In today’s microelectronics manufacturing facilities, fault detection (FD) is pervasive as the primary advanced process control (APC) capability in use. The current approach to FD, while effective, has a number of shortcomings that impact its cost and effectiveness. The highest among these is the cost in time and resources associated with the largely manual methods used for partitioning and extraction of features of interest in individual traces.

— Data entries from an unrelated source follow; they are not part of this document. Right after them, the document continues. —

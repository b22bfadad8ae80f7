use std::ops::Range;
use std::path::PathBuf;

/// Page range and header layout of the report being extracted.
#[derive(Debug, Clone, PartialEq, Eq)]
pub struct ExtractConfig {
    /// Zero-indexed, half-open page range to scan.
    pub pages: Range<usize>,
    /// Grid rows discarded at the top of every page table.
    pub skip_rows: usize,
}

impl Default for ExtractConfig {
    fn default() -> Self {
        Self {
            pages: 2..22,
            skip_rows: 3,
        }
    }
}

impl ExtractConfig {
    pub fn validate(self) -> Result<Self, String> {
        if self.pages.is_empty() {
            return Err(format!(
                "Page range {}..{} is empty",
                self.pages.start, self.pages.end
            ));
        }
        Ok(self)
    }

    /// Parses a 1-based inclusive page span like `3-22` (or a single page `5`).
    pub fn parse_page_span(s: &str) -> Result<Range<usize>, String> {
        let (first, last) = match s.split_once('-') {
            Some((a, b)) => (a.trim(), b.trim()),
            None => (s.trim(), s.trim()),
        };
        let first: usize = first
            .parse()
            .map_err(|_| format!("Invalid first page: {first}"))?;
        let last: usize = last
            .parse()
            .map_err(|_| format!("Invalid last page: {last}"))?;
        if first == 0 {
            return Err("Pages are numbered from 1".to_string());
        }
        if first > last {
            return Err(format!(
                "First page ({first}) cannot be after last page ({last})"
            ));
        }
        Ok(first - 1..last)
    }
}

#[derive(Debug, Clone)]
pub struct PipelineConfig {
    pub index_url: String,
    /// Substring picking the report among the discovered PDF links.
    pub keyword: String,
    pub data_dir: PathBuf,
    pub pdf_file_name: String,
    pub csv_file_name: String,
    pub extract: ExtractConfig,
}

impl Default for PipelineConfig {
    fn default() -> Self {
        Self {
            index_url: crate::DEFAULT_INDEX_URL.to_string(),
            keyword: "population".to_string(),
            data_dir: PathBuf::from("data"),
            pdf_file_name: "population_report.pdf".to_string(),
            csv_file_name: "population_data.csv".to_string(),
            extract: ExtractConfig::default(),
        }
    }
}

impl PipelineConfig {
    pub fn raw_dir(&self) -> PathBuf {
        self.data_dir.join("raw_data")
    }

    pub fn processed_dir(&self) -> PathBuf {
        self.data_dir.join("processed_data")
    }

    pub fn pdf_path(&self) -> PathBuf {
        self.raw_dir().join(&self.pdf_file_name)
    }

    pub fn csv_path(&self) -> PathBuf {
        self.processed_dir().join(&self.csv_file_name)
    }

    /// Creates the raw and processed data directories if absent.
    pub fn ensure_dirs(&self) -> std::io::Result<()> {
        std::fs::create_dir_all(self.raw_dir())?;
        std::fs::create_dir_all(self.processed_dir())
    }
}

Additionally, once these features are extracted, feature-based univariate analysis (UVA) is the primary method used for process monitoring and FD, which fails to incorporate process variable correlations in detecting faults and quality issues. On the other hand, current multivariate analysis (MVA) approaches, such as principal component analysis (PCA), partial least squares (PLS), and their variants, focus on threshold setting in a multivariate space so that they cannot provide direct limit settings on raw (sensor) parameters for decision-making support during online process monitoring. Also, in bypassing feature identification and extraction, the subject matter expert (SME) is largely left out of the loop in MVA analysis; thus, information on the relationship between univariate features and faults is not captured. Furthermore, it is difficult to visualize and understand multivariate limits due to the high dimensionality of the data produced in microelectronics manufacturing processes. Finally, slow and normal process changes often occur in real processes, which can lead to false alarms during implementation when using models trained from offline samples. Thus, a need exists for an FD method that leverages the existing feature-based UVA and provides (1) a method for automated signal partitioning and feature extraction that allows for SME input, (2) an MVA mechanism which considers correlation among parameters and is adaptive to the normal process drift, (3) an automatic approach for limiting UVA features that captures the correlation among parameters, and (4) a methodology for easily viewing these capabilities so that an SME is able to view, understand, and continue to contribute to the FD optimization process. This capability has been developed and successfully applied to microelectronics manufacturing data sets and is proposed as a key component to future microelectronics smart manufacturing systems.
具有自动特征提取和限制设置的半自动故障检测配置框架
在当今的微电子制造设施中,故障检测(FD)作为主要的先进过程控制(APC)功能在使用中普遍存在。目前的FD方法虽然有效,但存在一些影响其成本和有效性的缺点。其中最高的代价是时间和资源成本,这些成本与用于划分和提取单个轨迹中感兴趣的特征的大部分手动方法相关。此外,一旦提取了这些特征,基于特征的单变量分析(UVA)是用于过程监控和FD的主要方法,它无法在检测故障和质量问题时纳入过程变量相关性。另一方面,当前的多变量分析(MVA)方法,如主成分分析(PCA)、偏最小二乘(PLS)及其变体,侧重于多变量空间中的阈值设置,因此它们不能为在线过程监控期间的决策支持提供原始(传感器)参数的直接限制设置。此外,在绕过特征识别和提取的过程中,主题专家(SME)在很大程度上被排除在MVA分析的循环之外;因此,关于单变量特征和故障之间关系的信息没有被捕获。此外,由于微电子制造过程中产生的数据的高维性,很难可视化和理解多变量限制。最后,缓慢而正常的流程更改经常发生在实际流程中,当使用从离线样本中训练的模型时,这可能导致在实现过程中出现假警报。因此,需要一种FD方法,利用现有的基于特征的UVA,并提供(1)一种允许SME输入的自动信号划分和特征提取方法,(2)一种考虑参数之间相关性并适应正常过程漂移的MVA机制,(3)一种限制UVA特征的自动方法,捕获参数之间的相关性,以及(4)一种轻松查看这些功能的方法,以便SME能够查看,了解并继续为FD优化过程做出贡献。这种能力已被开发并成功应用于微电子制造数据集,并被提议作为未来微电子智能制造系统的关键组成部分。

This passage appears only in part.